- [EXERCISE] Write down each of the records again, exactly and in full.

- [DATASET RECORDS]
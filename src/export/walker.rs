//! Dependency-respecting traversal of the store into placement records.
//!
//! Depth-first from each unvisited node, recursing into every referenced
//! source first, so producers are always emitted before their consumers. A
//! visited set keeps the walk linear on DAGs with shared sub-results; a
//! `Visiting` mark turns a back-edge into a structured error instead of
//! unbounded recursion.

use std::collections::HashMap;

use log::info;
use thiserror::Error;

use super::record::{ChannelBinding, LayoutConfig, PlacementRecord};
use crate::graph::OperationNode;
use crate::store::GraphStore;

#[derive(Error, Debug, Clone, PartialEq)]
pub enum ExportError {
    #[error("cycle detected through node `{name}`")]
    CycleDetected { name: String },
    #[error("node `{from}` references `{to}`, which is not in the store")]
    DanglingReference { from: String, to: String },
}

#[derive(Clone, Copy, PartialEq)]
enum VisitState {
    Visiting,
    Visited,
}

/// Emits one placement record per node in the store, sources before
/// consumers, plus label companions for `separate` nodes and optional
/// per-equation captions.
pub fn export(store: &GraphStore, layout: &LayoutConfig) -> Result<Vec<PlacementRecord>, ExportError> {
    let mut walker = Walker {
        store,
        layout,
        state: HashMap::new(),
        records: Vec::new(),
        grid_slot: 0,
        label_slot: 0,
    };

    for node in store.nodes() {
        walker.visit(&node.name, None)?;
    }

    if layout.caption_equations {
        walker.emit_captions();
    }

    info!(
        "exported {} placement records for {} nodes",
        walker.records.len(),
        store.node_count()
    );
    Ok(walker.records)
}

struct Walker<'a> {
    store: &'a GraphStore,
    layout: &'a LayoutConfig,
    state: HashMap<String, VisitState>,
    records: Vec<PlacementRecord>,
    grid_slot: usize,
    label_slot: usize,
}

impl Walker<'_> {
    fn visit(&mut self, name: &str, referrer: Option<&str>) -> Result<(), ExportError> {
        match self.state.get(name) {
            Some(VisitState::Visited) => return Ok(()),
            Some(VisitState::Visiting) => {
                return Err(ExportError::CycleDetected {
                    name: name.to_string(),
                })
            }
            None => {}
        }
        let node = self.store.node(name).ok_or_else(|| ExportError::DanglingReference {
            from: referrer.unwrap_or(name).to_string(),
            to: name.to_string(),
        })?;
        self.state.insert(name.to_string(), VisitState::Visiting);

        let sources: Vec<String> = node.references().map(str::to_string).collect();
        for source in &sources {
            self.visit(source, Some(name))?;
        }

        self.emit(node);
        self.state.insert(name.to_string(), VisitState::Visited);
        Ok(())
    }

    fn emit(&mut self, node: &OperationNode) {
        let cell = self.layout.cell;
        let (position, rotation) = if node.separate {
            // Reserved lane below the grid, one slot per separate node.
            let x = self.label_slot as f64 * cell;
            self.label_slot += 1;
            self.records.push(PlacementRecord::Label {
                name: format!("{}Label", node.name),
                position: [x, -2.0 * cell, cell / 2.0],
                rotation: [0.0, 0.0, -90.0],
                text: node.name.clone(),
            });
            ([x, -cell, 0.0], [0.0; 3])
        } else {
            let x = (self.grid_slot % self.layout.row_width) as f64 * cell;
            let y = (self.grid_slot / self.layout.row_width) as f64 * cell;
            self.grid_slot += 1;
            ([x, y, 0.0], [0.0; 3])
        };

        self.records.push(PlacementRecord::Math {
            name: node.name.clone(),
            position,
            rotation,
            operation: node.function,
            channel_a: ChannelBinding::from(&node.input_a),
            channel_b: ChannelBinding::from(&node.input_b),
        });
    }

    fn emit_captions(&mut self) {
        let cell = self.layout.cell;
        for (i, eq) in self.store.equations().enumerate() {
            self.records.push(PlacementRecord::Label {
                name: format!("{}Text", eq.id),
                position: [i as f64 * cell, -3.0 * cell, cell / 2.0],
                rotation: [0.0, 0.0, -90.0],
                text: eq.equation_text.clone(),
            });
        }
    }
}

- [EXERCISE RESPONSE]
filename src/export/walker.rs
//! Dependency-respecting traversal of the store into placement records.
//!
//! Depth-first from each unvisited node, recursing into every referenced
//! source first, so producers are always emitted before their consumers. A
//! visited set keeps the walk linear on DAGs with shared sub-results; a
//! `Visiting` mark turns a back-edge into a structured error instead of
//! unbounded recursion.

use std::collections::HashMap;

use log::info;
use thiserror::Error;

use super::record::{ChannelBinding, LayoutConfig, PlacementRecord};
use crate::graph::OperationNode;
use crate::store::GraphStore;

#[derive(Error, Debug, Clone, PartialEq)]
pub enum ExportError {
    #[error("cycle detected through node `{name}`")]
    CycleDetected { name: String },
    #[error("node `{from}` references `{to}`, which is not in the store")]
    DanglingReference { from: String, to: String },
}

#[derive(Clone, Copy, PartialEq)]
enum VisitState {
    Visiting,
    Visited,
}

/// Emits one placement record per node in the store, sources before
/// consumers, plus label companions for `separate` nodes and optional
/// per-equation captions.
pub fn export(store: &GraphStore, layout: &LayoutConfig) -> Result<Vec<PlacementRecord>, ExportError> {
    let mut walker = Walker {
        store,
        layout,
        state: HashMap::new(),
        records: Vec::new(),
        grid_slot: 0,
        label_slot: 0,
    };

    for node in store.nodes() {
        walker.visit(&node.name, None)?;
    }

    if layout.caption_equations {
        walker.emit_captions();
    }

    info!(
        "exported {} placement records for {} nodes",
        walker.records.len(),
        store.node_count()
    );
    Ok(walker.records)
}

struct Walker<'a> {
    store: &'a GraphStore,
    layout: &'a LayoutConfig,
    state: HashMap<String, VisitState>,
    records: Vec<PlacementRecord>,
    grid_slot: usize,
    label_slot: usize,
}

impl Walker<'_> {
    fn visit(&mut self, name: &str, referrer: Option<&str>) -> Result<(), ExportError> {
        match self.state.get(name) {
            Some(VisitState::Visited) => return Ok(()),
            Some(VisitState::Visiting) => {
                return Err(ExportError::CycleDetected {
                    name: name.to_string(),
                })
            }
            None => {}
        }
        let node = self.store.node(name).ok_or_else(|| ExportError::DanglingReference {
            from: referrer.unwrap_or(name).to_string(),
            to: name.to_string(),
        })?;
        self.state.insert(name.to_string(), VisitState::Visiting);

        let sources: Vec<String> = node.references().map(str::to_string).collect();
        for source in &sources {
            self.visit(source, Some(name))?;
        }

        self.emit(node);
        self.state.insert(name.to_string(), VisitState::Visited);
        Ok(())
    }

    fn emit(&mut self, node: &OperationNode) {
        let cell = self.layout.cell;
        let (position, rotation) = if node.separate {
            // Reserved lane below the grid, one slot per separate node.
            let x = self.label_slot as f64 * cell;
            self.label_slot += 1;
            self.records.push(PlacementRecord::Label {
                name: format!("{}Label", node.name),
                position: [x, -2.0 * cell, cell / 2.0],
                rotation: [0.0, 0.0, -90.0],
                text: node.name.clone(),
            });
            ([x, -cell, 0.0], [0.0; 3])
        } else {
            let x = (self.grid_slot % self.layout.row_width) as f64 * cell;
            let y = (self.grid_slot / self.layout.row_width) as f64 * cell;
            self.grid_slot += 1;
            ([x, y, 0.0], [0.0; 3])
        };

        self.records.push(PlacementRecord::Math {
            name: node.name.clone(),
            position,
            rotation,
            operation: node.function,
            channel_a: ChannelBinding::from(&node.input_a),
            channel_b: ChannelBinding::from(&node.input_b),
        });
    }

    fn emit_captions(&mut self) {
        let cell = self.layout.cell;
        for (i, eq) in self.store.equations().enumerate() {
            self.records.push(PlacementRecord::Label {
                name: format!("{}Text", eq.id),
                position: [i as f64 * cell, -3.0 * cell, cell / 2.0],
                rotation: [0.0, 0.0, -90.0],
                text: eq.equation_text.clone(),
            });
        }
    }
}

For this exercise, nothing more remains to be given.